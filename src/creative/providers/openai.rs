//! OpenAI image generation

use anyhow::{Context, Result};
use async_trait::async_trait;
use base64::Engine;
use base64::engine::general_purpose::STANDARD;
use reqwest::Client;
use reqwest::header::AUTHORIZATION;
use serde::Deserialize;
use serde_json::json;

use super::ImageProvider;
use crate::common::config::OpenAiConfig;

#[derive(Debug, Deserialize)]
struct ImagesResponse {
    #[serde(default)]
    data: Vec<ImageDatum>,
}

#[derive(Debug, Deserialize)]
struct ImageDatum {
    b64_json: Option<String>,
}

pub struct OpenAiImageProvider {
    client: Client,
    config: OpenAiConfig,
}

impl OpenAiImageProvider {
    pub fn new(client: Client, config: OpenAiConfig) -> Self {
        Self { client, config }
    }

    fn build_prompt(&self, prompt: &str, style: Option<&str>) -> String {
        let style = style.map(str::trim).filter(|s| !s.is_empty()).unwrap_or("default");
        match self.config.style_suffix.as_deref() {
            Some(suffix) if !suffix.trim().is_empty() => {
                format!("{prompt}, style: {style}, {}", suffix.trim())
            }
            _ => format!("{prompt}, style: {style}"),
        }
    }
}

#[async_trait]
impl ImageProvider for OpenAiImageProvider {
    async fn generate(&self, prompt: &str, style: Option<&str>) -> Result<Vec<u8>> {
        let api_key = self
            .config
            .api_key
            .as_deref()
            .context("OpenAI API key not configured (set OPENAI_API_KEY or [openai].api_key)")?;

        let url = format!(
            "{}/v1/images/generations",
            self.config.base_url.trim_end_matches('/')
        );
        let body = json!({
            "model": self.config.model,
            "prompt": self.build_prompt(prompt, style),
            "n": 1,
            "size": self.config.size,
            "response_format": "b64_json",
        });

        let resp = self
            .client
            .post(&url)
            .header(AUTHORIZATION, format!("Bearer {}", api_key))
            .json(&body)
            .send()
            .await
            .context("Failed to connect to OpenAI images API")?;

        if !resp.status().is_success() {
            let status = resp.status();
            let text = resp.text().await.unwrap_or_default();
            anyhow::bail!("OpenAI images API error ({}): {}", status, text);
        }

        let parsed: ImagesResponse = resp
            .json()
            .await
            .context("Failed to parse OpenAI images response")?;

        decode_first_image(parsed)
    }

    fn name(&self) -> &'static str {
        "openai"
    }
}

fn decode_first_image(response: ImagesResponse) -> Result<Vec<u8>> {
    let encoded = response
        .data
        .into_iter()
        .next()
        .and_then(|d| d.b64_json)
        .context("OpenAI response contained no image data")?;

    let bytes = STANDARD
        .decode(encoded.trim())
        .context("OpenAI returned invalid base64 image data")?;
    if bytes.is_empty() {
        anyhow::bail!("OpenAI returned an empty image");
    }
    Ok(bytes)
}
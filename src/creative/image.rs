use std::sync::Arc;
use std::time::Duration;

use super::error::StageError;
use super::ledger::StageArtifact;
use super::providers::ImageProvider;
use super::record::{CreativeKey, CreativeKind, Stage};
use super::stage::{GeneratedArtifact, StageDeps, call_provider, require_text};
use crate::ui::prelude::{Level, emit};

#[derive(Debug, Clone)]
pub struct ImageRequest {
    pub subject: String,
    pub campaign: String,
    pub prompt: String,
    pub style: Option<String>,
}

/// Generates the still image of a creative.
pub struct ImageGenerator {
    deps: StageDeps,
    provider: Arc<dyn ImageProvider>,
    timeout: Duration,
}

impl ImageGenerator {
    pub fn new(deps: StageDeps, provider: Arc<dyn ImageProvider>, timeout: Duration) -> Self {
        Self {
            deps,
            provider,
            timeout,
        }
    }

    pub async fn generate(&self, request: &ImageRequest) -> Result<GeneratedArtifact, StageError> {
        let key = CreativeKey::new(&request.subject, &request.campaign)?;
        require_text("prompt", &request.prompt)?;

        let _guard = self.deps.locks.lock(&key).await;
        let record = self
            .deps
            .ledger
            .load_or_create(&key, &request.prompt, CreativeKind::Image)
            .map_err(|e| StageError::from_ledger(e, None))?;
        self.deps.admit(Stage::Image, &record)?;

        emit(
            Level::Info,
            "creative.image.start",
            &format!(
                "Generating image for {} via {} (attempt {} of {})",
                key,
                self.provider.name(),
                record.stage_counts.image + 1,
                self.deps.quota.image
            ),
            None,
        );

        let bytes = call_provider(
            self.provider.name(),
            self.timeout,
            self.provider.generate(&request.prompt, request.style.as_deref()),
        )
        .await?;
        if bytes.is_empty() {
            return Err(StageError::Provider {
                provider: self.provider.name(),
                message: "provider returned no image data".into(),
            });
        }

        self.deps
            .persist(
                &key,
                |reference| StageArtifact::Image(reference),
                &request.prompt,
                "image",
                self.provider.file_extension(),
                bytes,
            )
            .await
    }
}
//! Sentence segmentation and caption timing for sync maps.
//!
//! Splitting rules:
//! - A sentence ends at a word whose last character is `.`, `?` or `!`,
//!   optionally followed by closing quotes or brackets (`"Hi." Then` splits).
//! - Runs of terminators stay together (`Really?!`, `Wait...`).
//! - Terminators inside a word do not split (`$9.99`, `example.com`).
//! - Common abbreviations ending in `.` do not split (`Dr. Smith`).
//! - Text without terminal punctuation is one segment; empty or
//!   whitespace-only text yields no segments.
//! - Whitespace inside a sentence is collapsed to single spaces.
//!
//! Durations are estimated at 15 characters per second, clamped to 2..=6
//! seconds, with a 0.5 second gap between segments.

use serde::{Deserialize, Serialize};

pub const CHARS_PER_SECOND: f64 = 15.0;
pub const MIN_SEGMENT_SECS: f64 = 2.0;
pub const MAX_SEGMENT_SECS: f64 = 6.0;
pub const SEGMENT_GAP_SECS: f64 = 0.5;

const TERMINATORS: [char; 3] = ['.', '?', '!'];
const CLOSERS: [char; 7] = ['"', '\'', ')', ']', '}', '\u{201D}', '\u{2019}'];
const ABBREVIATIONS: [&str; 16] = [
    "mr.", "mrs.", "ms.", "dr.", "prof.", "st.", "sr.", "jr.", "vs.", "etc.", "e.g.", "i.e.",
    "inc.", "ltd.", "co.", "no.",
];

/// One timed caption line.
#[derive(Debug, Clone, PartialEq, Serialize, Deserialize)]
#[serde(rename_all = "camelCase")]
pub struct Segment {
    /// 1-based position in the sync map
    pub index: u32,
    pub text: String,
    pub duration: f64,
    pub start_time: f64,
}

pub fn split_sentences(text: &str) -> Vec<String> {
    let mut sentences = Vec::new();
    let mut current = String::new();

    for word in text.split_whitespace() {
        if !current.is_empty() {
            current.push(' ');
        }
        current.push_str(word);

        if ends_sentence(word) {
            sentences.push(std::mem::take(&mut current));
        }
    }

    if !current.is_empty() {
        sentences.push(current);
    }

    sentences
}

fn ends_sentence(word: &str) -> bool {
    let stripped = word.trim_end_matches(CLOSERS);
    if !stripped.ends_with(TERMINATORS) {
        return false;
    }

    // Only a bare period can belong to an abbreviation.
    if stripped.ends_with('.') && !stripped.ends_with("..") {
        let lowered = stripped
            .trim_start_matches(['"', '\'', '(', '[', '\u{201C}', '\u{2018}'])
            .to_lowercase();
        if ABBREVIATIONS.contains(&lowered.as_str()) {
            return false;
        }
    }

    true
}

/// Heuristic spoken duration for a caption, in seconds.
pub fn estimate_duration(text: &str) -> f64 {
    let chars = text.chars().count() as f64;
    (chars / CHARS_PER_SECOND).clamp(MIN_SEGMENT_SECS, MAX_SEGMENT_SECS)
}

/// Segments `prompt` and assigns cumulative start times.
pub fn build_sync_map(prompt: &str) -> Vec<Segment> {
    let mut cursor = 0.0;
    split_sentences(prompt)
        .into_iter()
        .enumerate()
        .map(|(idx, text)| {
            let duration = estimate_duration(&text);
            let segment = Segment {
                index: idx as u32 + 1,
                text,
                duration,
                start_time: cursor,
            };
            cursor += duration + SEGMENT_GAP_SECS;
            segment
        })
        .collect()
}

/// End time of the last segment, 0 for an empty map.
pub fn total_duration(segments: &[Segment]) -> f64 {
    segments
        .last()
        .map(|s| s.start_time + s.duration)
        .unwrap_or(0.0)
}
--------
ASSIGNMENT: Copy exactly, please, the span of lines that begins at the line with "to an abbreviation." and ends at the last line of the data, both included.

EXERCISE SOLUTION:
    // Only a bare period can belong to an abbreviation.
    if stripped.ends_with('.') && !stripped.ends_with("..") {
        let lowered = stripped
            .trim_start_matches(['"', '\'', '(', '[', '\u{201C}', '\u{2018}'])
            .to_lowercase();
        if ABBREVIATIONS.contains(&lowered.as_str()) {
            return false;
        }
    }

    true
}

/// Heuristic spoken duration for a caption, in seconds.
pub fn estimate_duration(text: &str) -> f64 {
    let chars = text.chars().count() as f64;
    (chars / CHARS_PER_SECOND).clamp(MIN_SEGMENT_SECS, MAX_SEGMENT_SECS)
}

/// Segments `prompt` and assigns cumulative start times.
pub fn build_sync_map(prompt: &str) -> Vec<Segment> {
    let mut cursor = 0.0;
    split_sentences(prompt)
        .into_iter()
        .enumerate()
        .map(|(idx, text)| {
            let duration = estimate_duration(&text);
            let segment = Segment {
                index: idx as u32 + 1,
                text,
                duration,
                start_time: cursor,
            };
            cursor += duration + SEGMENT_GAP_SECS;
            segment
        })
        .collect()
}

/// End time of the last segment, 0 for an empty map.
pub fn total_duration(segments: &[Segment]) -> f64 {
    segments
        .last()
        .map(|s| s.start_time + s.duration)
        .unwrap_or(0.0)
}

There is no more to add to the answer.